• **Your instructions**:
Give only the number of lines in the listing below where the string "local" occurs.

(Data under study Opens)

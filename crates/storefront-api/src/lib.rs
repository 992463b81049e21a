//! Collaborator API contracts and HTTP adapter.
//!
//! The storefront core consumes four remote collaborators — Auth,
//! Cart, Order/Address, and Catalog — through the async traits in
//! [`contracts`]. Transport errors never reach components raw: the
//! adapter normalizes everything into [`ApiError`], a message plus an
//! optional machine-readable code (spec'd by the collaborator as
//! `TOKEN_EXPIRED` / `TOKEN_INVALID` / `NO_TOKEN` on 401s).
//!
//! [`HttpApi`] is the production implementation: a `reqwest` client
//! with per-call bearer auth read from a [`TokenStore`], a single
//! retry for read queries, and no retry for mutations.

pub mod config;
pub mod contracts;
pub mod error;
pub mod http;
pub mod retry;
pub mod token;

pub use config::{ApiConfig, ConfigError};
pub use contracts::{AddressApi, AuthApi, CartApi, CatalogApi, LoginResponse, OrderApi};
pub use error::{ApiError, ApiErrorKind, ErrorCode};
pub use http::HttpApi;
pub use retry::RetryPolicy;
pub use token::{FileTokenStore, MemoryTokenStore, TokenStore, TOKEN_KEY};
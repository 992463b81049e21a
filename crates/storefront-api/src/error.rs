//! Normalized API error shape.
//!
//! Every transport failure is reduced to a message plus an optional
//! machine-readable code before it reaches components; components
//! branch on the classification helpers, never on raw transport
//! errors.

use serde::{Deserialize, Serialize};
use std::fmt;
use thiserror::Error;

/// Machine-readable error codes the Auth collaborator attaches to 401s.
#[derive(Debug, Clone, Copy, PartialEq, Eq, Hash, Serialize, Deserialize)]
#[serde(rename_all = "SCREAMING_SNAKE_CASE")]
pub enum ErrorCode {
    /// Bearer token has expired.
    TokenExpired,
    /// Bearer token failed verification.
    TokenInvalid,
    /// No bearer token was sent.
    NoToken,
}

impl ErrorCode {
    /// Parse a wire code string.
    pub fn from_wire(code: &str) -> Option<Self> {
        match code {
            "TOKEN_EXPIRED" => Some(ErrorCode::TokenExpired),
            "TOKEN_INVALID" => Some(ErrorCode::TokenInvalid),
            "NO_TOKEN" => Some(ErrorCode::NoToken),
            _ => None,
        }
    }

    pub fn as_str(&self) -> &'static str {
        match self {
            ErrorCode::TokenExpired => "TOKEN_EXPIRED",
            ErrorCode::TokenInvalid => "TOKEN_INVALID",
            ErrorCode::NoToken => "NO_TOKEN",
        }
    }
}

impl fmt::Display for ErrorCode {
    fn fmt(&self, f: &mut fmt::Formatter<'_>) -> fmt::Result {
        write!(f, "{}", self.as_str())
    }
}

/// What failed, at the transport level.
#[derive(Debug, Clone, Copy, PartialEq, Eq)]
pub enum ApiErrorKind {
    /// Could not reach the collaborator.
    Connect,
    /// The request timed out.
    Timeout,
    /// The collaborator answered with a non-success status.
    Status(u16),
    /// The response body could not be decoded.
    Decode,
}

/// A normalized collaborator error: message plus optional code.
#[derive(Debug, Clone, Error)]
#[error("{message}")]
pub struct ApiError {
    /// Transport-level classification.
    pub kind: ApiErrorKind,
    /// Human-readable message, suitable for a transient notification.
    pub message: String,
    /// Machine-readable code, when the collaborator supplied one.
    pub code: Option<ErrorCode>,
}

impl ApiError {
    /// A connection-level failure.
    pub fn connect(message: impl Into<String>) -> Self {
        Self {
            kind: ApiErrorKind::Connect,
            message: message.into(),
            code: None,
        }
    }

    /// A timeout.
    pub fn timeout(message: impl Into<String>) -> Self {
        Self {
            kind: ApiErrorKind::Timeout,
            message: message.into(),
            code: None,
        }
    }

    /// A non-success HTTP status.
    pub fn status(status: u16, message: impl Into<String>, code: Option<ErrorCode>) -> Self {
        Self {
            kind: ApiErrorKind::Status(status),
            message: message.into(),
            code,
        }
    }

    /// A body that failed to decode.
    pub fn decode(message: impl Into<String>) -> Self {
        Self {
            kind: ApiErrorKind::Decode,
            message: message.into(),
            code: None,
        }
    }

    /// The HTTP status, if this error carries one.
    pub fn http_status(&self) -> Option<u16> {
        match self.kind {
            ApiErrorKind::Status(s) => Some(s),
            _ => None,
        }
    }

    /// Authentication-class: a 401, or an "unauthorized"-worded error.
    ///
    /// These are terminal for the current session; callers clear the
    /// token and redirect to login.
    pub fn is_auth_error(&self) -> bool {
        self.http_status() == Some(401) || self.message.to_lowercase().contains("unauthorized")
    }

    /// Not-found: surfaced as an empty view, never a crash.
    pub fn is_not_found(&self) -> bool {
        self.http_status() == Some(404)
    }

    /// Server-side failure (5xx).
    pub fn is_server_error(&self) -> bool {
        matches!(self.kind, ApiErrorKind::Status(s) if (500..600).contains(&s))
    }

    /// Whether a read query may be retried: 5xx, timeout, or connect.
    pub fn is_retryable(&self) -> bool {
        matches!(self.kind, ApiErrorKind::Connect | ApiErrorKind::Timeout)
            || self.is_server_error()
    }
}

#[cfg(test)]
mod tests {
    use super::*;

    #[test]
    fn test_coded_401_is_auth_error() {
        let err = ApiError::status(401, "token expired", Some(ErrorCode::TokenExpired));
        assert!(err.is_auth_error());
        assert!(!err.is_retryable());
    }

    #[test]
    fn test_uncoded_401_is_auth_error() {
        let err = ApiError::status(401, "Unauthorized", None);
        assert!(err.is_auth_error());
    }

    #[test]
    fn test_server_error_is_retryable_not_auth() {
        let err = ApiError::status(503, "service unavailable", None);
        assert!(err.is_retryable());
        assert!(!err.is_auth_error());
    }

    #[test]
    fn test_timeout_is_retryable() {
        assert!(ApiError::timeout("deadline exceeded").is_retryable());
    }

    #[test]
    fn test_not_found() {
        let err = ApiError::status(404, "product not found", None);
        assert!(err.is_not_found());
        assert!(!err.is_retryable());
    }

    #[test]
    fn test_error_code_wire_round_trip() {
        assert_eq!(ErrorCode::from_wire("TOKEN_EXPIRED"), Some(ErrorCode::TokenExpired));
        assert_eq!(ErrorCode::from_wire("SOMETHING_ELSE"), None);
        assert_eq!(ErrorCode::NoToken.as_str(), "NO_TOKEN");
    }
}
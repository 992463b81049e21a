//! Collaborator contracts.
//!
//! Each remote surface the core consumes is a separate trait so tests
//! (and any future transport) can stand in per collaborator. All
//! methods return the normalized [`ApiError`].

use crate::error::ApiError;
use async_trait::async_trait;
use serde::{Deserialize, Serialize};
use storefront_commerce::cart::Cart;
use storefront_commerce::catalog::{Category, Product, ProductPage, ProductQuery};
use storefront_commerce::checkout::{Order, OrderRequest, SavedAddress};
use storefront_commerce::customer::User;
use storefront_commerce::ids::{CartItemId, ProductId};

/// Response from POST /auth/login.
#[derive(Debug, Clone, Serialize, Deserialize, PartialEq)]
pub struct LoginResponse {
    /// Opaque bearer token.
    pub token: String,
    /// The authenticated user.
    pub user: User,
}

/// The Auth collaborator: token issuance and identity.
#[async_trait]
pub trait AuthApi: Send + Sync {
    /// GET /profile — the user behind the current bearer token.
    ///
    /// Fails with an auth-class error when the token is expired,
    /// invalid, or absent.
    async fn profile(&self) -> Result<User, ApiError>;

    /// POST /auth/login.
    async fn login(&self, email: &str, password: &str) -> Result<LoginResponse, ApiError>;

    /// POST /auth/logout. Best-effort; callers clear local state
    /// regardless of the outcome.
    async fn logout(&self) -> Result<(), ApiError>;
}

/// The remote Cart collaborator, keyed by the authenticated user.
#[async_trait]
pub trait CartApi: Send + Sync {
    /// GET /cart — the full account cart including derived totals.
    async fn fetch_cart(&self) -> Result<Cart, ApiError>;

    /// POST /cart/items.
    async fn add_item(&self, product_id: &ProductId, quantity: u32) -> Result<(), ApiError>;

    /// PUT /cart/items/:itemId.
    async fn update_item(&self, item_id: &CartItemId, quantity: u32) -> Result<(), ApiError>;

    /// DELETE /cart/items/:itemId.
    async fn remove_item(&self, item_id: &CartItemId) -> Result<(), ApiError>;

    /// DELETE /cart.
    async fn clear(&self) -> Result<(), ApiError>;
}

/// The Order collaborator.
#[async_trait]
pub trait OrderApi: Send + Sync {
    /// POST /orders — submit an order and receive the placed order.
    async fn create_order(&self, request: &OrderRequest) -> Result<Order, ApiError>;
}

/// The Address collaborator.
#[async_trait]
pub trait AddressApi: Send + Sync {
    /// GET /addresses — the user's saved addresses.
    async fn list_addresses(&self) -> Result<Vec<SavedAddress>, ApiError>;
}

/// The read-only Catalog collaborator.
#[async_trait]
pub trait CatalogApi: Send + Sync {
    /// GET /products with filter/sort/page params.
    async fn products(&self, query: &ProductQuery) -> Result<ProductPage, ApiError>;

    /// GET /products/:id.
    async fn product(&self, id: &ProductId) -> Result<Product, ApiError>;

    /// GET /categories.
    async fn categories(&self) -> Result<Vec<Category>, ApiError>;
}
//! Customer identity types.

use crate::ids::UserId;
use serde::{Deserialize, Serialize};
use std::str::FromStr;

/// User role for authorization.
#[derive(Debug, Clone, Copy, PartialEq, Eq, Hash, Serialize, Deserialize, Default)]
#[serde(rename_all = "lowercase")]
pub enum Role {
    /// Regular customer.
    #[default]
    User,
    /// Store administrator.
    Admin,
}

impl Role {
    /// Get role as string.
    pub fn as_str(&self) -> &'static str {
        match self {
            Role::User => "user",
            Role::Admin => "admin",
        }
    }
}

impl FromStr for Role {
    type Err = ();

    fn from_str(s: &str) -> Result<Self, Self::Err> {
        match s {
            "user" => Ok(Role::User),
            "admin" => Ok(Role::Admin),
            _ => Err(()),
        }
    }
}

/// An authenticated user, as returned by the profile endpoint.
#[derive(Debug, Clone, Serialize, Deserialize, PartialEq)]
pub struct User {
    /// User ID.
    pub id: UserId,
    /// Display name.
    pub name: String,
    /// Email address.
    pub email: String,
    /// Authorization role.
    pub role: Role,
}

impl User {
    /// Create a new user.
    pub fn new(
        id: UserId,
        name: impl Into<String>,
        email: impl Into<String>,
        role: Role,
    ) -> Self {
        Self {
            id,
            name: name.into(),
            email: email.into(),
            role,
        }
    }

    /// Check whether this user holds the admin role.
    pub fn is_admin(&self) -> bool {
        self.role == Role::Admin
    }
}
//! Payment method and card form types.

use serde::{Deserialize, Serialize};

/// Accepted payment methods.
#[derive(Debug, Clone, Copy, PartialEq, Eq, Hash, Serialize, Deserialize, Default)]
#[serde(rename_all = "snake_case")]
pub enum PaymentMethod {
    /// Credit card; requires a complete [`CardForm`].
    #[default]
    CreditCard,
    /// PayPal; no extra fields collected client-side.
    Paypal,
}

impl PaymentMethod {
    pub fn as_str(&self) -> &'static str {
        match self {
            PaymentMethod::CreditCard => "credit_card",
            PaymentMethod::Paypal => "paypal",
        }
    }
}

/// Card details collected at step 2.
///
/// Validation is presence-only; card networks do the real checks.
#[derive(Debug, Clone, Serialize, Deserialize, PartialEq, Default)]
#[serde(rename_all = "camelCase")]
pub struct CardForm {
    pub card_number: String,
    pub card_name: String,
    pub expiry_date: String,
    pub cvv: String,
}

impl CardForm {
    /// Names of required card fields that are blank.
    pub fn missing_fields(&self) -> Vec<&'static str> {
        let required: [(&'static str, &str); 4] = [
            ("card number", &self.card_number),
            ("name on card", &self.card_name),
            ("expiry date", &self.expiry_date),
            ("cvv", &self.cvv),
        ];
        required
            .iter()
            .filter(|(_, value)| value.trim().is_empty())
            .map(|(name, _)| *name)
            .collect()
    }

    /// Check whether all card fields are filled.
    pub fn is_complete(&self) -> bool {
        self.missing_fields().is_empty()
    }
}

(Data under study Closes)
(Data under study Opens)

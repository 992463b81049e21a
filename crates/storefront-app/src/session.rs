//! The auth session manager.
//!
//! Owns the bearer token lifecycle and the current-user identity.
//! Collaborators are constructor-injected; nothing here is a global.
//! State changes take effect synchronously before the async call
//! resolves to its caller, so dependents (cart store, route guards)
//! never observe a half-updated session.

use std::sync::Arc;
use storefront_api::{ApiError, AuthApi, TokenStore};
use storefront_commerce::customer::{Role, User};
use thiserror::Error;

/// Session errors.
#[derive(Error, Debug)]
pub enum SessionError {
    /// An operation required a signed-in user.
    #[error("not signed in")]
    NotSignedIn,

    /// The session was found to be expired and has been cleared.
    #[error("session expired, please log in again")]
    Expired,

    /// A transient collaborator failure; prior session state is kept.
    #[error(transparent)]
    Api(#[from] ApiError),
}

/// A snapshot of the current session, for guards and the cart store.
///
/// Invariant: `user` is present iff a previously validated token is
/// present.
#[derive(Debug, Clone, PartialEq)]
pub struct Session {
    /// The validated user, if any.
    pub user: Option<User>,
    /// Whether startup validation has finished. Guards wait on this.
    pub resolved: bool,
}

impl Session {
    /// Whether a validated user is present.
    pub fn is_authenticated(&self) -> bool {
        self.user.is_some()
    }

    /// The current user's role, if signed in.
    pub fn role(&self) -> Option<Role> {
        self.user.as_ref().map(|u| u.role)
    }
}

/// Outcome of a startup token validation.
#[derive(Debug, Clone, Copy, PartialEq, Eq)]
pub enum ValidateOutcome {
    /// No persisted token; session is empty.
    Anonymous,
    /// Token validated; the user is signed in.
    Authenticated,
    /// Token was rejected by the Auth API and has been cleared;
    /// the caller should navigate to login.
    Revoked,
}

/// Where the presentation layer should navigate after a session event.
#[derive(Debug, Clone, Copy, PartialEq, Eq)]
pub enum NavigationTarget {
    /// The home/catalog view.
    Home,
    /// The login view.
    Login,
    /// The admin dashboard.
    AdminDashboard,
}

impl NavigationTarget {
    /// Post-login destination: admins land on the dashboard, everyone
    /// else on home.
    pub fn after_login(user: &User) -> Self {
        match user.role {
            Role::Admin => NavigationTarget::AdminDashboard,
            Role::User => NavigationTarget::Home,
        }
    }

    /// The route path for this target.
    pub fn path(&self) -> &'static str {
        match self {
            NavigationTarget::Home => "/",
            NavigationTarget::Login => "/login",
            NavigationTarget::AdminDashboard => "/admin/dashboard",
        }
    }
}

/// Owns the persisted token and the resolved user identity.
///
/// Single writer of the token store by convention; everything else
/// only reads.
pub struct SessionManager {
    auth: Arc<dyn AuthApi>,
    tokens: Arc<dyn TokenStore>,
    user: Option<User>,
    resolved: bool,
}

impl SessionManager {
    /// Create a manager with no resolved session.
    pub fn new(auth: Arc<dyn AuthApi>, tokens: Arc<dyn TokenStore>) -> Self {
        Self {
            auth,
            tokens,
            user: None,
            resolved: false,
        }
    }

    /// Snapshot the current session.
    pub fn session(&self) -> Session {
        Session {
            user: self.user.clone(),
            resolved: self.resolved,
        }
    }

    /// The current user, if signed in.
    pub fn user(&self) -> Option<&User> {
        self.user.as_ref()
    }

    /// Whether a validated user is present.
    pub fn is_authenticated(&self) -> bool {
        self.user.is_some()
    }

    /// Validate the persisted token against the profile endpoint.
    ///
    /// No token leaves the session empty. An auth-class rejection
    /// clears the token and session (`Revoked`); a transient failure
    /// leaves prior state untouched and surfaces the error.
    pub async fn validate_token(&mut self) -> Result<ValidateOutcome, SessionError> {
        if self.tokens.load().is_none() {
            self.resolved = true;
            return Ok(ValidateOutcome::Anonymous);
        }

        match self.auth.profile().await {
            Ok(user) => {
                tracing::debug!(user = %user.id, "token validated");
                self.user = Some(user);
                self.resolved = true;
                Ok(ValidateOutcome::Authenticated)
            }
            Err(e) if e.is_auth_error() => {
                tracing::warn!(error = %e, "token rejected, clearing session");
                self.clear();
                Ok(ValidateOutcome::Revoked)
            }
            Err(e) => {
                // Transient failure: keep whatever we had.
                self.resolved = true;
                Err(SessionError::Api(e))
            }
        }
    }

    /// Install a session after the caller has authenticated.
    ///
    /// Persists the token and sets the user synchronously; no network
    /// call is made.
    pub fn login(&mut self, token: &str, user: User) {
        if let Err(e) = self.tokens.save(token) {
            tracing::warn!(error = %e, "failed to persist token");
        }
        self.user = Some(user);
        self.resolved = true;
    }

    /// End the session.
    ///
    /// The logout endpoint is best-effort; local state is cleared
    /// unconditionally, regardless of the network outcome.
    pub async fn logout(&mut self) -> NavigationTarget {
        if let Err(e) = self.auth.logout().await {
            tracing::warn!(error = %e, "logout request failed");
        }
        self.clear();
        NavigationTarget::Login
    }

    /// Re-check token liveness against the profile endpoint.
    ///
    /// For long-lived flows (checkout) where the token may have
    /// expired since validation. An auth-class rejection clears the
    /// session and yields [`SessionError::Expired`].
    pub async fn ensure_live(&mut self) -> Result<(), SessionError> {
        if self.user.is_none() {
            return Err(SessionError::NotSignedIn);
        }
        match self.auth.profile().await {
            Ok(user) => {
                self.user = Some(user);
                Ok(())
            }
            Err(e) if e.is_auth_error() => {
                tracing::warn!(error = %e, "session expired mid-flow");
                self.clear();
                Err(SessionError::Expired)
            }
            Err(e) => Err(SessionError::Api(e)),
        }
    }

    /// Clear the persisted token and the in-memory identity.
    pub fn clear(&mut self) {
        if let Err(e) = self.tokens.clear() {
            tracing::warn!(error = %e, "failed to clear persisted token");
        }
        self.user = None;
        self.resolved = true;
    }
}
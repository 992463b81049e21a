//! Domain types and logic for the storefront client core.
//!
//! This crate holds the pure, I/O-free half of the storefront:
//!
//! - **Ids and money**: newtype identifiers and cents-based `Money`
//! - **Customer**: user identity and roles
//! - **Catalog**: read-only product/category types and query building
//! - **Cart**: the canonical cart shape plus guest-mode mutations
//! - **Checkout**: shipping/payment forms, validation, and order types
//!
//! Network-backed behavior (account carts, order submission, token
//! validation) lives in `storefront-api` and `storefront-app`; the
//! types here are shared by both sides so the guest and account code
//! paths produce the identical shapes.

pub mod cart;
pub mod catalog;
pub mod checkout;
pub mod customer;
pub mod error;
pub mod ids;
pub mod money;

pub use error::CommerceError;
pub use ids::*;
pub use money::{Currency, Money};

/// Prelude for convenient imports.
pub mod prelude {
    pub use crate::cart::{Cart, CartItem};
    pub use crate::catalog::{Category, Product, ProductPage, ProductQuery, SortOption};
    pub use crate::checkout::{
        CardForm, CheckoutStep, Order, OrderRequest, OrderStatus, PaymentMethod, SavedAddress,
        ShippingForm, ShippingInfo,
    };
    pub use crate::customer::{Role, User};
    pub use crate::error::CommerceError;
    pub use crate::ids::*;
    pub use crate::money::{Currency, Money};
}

(Data under study Closes)

• **Answer to this exercise**:
2